#### TASK ITEM:
Where does the word "inverse" appear in the entries below? Copy each line that holds it.

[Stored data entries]
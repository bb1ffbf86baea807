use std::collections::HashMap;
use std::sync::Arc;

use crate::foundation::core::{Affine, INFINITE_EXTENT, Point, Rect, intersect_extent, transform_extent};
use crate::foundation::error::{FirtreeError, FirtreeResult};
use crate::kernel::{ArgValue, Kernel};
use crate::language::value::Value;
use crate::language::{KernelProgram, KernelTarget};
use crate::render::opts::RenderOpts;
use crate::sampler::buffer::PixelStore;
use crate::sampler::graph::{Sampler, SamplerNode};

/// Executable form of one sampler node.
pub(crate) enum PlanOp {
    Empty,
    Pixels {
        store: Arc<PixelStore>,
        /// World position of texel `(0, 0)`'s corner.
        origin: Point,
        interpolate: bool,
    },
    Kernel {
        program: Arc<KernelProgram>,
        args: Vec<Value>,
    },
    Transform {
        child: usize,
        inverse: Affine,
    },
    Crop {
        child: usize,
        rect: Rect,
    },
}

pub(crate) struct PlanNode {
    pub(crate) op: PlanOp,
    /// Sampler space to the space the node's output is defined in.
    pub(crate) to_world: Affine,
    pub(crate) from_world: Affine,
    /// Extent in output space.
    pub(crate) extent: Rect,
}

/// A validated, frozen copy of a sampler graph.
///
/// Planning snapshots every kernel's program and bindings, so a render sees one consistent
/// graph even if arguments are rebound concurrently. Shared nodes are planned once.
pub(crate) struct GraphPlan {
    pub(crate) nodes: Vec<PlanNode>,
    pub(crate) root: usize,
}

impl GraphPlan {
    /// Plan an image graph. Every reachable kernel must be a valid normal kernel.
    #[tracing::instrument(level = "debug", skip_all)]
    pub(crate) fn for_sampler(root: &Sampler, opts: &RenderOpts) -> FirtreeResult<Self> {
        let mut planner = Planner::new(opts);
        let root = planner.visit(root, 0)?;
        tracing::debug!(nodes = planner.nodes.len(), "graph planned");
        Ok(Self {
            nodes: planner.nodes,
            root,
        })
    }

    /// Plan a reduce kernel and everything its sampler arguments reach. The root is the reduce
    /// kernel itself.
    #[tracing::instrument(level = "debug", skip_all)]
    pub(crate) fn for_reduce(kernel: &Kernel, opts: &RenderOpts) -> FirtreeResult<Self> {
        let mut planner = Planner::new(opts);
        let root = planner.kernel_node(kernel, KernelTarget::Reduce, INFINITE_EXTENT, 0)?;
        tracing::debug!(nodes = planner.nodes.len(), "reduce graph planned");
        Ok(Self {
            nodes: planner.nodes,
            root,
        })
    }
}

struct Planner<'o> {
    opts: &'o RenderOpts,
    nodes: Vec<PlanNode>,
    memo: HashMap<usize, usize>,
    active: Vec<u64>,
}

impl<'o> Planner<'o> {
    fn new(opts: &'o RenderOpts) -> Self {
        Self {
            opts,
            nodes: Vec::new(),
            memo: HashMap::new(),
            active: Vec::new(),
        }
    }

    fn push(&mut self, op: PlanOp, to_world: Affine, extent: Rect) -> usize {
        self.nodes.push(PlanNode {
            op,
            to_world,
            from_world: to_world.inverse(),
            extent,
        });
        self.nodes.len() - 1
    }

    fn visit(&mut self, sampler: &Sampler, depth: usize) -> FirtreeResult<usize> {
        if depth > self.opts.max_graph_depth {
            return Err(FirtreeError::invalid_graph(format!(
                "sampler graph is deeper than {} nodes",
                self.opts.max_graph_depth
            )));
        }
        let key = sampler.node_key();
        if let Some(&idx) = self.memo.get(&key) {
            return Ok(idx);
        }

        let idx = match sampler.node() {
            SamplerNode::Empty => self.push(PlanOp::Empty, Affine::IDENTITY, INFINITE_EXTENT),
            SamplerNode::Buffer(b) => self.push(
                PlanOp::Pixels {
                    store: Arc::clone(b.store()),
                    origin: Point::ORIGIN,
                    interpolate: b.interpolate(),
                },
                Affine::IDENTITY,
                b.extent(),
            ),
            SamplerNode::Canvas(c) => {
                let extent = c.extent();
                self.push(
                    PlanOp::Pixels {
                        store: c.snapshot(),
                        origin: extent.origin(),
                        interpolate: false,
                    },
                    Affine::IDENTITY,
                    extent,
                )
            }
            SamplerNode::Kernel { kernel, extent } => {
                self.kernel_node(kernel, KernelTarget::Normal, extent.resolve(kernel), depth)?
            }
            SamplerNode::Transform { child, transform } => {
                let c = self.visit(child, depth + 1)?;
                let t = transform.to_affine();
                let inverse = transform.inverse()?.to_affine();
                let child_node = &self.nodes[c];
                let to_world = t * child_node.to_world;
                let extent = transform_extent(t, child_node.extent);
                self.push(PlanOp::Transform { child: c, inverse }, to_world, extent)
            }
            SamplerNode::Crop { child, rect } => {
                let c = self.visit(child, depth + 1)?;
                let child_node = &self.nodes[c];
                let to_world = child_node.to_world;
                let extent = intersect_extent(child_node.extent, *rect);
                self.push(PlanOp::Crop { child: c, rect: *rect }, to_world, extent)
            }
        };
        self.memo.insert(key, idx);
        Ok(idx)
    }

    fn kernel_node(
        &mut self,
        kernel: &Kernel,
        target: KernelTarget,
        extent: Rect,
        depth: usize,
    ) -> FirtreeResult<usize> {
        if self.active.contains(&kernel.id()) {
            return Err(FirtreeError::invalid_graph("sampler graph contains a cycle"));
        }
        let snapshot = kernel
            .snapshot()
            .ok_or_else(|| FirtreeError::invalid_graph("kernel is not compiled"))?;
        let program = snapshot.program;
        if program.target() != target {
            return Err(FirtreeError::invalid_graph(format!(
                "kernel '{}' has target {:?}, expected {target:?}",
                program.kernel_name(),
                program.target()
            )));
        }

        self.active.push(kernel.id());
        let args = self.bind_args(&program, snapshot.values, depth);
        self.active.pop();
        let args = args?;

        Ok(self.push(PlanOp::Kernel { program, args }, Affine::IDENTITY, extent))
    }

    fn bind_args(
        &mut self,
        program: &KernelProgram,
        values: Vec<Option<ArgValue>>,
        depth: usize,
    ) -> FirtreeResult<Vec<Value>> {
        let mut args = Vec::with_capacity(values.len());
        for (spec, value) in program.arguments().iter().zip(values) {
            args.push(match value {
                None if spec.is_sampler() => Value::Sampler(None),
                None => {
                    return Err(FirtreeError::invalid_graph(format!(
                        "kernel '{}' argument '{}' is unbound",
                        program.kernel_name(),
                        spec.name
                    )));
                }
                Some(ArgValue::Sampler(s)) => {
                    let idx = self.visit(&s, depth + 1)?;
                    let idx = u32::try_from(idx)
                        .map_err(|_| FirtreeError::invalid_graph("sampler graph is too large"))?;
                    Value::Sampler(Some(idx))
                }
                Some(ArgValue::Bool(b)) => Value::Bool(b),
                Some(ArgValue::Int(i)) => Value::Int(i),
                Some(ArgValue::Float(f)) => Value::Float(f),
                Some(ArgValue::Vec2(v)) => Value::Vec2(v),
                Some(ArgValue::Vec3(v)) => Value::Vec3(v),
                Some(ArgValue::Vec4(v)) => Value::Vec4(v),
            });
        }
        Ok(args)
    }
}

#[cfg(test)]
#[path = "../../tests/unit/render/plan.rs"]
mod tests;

#### TASK RESULT:
        inverse: Affine,
            from_world: to_world.inverse(),
                let inverse = transform.inverse()?.to_affine();
                self.push(PlanOp::Transform { child: c, inverse }, to_world, extent)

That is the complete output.